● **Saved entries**
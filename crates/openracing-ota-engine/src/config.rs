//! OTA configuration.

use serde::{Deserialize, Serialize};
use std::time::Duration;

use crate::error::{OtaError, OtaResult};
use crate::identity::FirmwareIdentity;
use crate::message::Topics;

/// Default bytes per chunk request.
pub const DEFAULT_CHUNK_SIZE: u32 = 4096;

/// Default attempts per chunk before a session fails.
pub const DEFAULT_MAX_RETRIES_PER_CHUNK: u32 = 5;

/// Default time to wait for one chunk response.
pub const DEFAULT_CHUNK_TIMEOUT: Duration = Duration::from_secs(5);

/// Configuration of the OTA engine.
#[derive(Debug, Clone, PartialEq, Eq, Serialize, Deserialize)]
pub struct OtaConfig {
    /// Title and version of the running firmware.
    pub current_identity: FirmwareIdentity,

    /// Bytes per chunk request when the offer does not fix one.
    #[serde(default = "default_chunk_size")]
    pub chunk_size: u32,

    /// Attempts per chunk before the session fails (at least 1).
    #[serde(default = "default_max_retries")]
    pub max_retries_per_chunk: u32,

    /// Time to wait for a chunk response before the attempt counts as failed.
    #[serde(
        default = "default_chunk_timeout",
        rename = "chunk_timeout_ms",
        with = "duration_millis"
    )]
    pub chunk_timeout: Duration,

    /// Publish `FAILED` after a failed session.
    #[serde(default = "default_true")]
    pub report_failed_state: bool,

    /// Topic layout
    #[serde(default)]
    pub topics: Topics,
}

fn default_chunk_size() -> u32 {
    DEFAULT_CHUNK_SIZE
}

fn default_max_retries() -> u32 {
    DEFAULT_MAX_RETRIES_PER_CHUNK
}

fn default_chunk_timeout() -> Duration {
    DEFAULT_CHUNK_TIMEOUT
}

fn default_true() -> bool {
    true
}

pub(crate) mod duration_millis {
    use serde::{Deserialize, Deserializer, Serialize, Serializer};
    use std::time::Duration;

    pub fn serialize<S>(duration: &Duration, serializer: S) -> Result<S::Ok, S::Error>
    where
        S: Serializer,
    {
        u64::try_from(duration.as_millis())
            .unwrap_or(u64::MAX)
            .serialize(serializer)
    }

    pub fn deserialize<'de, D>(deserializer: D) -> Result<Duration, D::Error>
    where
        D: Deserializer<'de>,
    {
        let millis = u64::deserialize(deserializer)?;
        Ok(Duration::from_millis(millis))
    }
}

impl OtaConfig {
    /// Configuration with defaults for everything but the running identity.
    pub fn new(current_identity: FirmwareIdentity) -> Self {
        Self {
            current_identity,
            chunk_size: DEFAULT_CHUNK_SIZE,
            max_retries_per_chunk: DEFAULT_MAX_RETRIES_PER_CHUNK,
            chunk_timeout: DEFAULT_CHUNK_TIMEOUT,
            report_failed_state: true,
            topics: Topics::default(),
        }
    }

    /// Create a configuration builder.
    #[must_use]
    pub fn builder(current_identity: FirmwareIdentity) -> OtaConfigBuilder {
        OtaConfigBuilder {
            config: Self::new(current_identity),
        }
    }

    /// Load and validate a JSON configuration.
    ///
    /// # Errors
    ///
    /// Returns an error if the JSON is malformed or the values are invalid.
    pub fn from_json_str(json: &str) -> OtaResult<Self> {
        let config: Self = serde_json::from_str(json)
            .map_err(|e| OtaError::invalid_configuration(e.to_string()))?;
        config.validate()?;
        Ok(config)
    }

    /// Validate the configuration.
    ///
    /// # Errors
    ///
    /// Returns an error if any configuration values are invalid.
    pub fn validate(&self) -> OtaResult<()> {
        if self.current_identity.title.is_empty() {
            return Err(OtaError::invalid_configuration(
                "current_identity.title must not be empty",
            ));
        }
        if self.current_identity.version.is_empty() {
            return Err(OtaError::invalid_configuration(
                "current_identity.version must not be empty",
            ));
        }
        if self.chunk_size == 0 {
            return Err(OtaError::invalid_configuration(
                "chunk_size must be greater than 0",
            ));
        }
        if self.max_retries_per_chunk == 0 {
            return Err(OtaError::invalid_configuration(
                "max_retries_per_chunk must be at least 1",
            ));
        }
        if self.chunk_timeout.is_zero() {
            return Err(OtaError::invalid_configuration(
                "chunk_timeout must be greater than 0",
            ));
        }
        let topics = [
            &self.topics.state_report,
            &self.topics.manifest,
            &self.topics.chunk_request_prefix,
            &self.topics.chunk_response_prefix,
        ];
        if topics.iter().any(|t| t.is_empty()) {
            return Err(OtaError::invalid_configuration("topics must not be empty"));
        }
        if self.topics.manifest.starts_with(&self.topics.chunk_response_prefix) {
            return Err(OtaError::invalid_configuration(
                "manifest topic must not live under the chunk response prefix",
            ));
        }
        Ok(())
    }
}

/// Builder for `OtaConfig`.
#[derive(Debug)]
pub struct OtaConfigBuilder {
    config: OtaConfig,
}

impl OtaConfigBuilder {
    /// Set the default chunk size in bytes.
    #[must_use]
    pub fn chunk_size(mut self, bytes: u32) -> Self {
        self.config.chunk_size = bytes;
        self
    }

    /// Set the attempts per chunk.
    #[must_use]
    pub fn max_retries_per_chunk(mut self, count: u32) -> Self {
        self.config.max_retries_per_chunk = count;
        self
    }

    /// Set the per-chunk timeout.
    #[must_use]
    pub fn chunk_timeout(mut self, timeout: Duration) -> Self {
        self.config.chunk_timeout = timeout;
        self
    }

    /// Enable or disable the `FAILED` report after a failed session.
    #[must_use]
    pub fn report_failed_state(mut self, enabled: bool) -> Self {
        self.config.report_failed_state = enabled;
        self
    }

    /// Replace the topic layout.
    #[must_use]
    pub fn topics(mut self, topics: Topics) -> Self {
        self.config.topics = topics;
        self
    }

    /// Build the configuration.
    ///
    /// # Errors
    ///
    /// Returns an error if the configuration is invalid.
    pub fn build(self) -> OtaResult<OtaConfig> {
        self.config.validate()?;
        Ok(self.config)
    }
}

---

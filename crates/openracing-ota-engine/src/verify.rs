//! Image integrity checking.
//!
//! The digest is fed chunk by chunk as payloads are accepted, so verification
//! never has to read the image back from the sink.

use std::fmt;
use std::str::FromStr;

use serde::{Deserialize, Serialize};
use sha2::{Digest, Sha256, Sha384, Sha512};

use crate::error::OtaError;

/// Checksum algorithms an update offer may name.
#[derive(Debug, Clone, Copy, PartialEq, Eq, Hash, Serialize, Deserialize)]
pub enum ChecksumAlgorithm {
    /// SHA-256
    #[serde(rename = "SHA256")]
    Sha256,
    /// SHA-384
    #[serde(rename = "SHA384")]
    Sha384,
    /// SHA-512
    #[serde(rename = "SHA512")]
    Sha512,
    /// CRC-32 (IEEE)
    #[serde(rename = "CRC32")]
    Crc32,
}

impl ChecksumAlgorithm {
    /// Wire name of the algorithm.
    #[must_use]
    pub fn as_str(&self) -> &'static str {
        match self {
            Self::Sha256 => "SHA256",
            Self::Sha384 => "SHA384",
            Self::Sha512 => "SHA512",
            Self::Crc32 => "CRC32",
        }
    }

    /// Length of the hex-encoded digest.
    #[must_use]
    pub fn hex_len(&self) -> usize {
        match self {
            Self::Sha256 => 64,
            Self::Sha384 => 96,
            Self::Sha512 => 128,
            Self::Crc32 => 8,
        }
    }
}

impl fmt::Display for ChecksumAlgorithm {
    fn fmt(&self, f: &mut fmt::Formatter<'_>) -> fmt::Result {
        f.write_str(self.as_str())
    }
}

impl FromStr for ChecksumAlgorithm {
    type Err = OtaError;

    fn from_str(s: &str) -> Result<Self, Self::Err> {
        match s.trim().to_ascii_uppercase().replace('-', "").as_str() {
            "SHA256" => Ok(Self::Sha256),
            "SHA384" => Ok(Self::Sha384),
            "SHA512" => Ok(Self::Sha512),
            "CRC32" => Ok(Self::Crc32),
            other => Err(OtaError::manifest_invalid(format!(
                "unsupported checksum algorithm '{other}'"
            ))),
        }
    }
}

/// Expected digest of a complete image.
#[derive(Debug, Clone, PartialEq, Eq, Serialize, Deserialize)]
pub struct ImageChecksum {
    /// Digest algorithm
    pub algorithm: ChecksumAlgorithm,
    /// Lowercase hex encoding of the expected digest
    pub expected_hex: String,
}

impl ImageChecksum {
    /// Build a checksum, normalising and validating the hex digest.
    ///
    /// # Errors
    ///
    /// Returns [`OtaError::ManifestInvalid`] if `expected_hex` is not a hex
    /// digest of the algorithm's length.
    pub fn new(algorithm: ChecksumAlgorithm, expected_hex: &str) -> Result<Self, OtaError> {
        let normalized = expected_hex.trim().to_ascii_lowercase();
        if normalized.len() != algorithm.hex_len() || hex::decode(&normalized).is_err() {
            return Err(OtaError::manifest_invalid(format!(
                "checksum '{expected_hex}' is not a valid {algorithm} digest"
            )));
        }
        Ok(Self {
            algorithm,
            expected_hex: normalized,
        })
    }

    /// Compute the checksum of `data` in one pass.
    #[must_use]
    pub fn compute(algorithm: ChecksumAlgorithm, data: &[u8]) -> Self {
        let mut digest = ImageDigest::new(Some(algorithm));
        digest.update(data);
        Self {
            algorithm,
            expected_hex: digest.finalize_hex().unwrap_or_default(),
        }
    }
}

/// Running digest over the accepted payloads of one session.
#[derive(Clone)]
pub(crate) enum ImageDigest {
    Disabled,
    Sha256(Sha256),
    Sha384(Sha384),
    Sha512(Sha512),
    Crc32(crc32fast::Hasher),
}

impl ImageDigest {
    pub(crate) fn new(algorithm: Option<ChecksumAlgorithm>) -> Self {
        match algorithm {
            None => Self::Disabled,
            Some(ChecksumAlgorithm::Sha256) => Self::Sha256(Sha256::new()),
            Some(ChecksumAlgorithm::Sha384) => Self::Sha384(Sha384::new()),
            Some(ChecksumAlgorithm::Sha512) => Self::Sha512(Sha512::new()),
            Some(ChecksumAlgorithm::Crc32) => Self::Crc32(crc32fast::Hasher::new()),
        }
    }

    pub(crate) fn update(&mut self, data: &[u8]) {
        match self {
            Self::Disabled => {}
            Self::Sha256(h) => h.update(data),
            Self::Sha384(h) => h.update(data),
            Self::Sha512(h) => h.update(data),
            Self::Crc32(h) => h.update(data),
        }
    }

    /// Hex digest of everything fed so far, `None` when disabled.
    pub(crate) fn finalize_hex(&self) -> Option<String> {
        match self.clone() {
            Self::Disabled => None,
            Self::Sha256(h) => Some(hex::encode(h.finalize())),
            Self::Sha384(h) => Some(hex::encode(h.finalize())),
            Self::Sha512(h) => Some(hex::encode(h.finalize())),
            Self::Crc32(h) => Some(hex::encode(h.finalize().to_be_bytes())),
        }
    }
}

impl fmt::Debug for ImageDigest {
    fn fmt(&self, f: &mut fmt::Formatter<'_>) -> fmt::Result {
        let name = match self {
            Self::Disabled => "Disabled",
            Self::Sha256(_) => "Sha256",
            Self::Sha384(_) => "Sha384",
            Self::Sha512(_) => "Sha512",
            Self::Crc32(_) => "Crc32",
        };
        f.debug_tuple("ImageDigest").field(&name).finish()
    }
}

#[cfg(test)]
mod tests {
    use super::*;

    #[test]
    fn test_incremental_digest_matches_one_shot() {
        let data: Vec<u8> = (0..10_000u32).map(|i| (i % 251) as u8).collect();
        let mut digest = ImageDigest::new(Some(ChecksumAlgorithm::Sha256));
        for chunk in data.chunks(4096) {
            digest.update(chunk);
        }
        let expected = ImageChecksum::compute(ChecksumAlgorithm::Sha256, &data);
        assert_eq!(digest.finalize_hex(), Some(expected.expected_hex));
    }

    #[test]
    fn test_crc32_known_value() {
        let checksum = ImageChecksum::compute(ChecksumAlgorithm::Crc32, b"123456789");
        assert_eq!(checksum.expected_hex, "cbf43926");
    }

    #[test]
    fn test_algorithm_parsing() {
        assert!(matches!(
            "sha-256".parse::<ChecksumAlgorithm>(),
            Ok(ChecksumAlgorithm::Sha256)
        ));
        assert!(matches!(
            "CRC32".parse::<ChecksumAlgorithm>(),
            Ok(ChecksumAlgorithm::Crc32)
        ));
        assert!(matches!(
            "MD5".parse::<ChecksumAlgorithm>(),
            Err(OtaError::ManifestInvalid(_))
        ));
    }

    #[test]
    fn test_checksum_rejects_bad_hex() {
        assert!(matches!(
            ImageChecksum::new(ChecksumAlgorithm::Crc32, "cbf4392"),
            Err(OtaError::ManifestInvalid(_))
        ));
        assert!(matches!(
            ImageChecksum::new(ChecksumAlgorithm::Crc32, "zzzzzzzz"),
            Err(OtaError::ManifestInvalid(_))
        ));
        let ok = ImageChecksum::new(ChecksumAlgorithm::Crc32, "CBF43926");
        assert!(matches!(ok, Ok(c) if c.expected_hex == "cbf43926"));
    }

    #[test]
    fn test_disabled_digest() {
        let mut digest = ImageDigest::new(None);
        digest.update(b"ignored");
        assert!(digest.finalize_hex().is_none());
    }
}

● **EXERCISE PROMPT**
Lines with "derive": return each one from the data above.

● **ANSWER BOX**
#[derive(Debug, Clone, PartialEq, Eq, Serialize, Deserialize)]
#[derive(Debug)]
#[derive(Debug, Clone, Copy, PartialEq, Eq, Hash, Serialize, Deserialize)]
#[derive(Debug, Clone, PartialEq, Eq, Serialize, Deserialize)]
#[derive(Clone)]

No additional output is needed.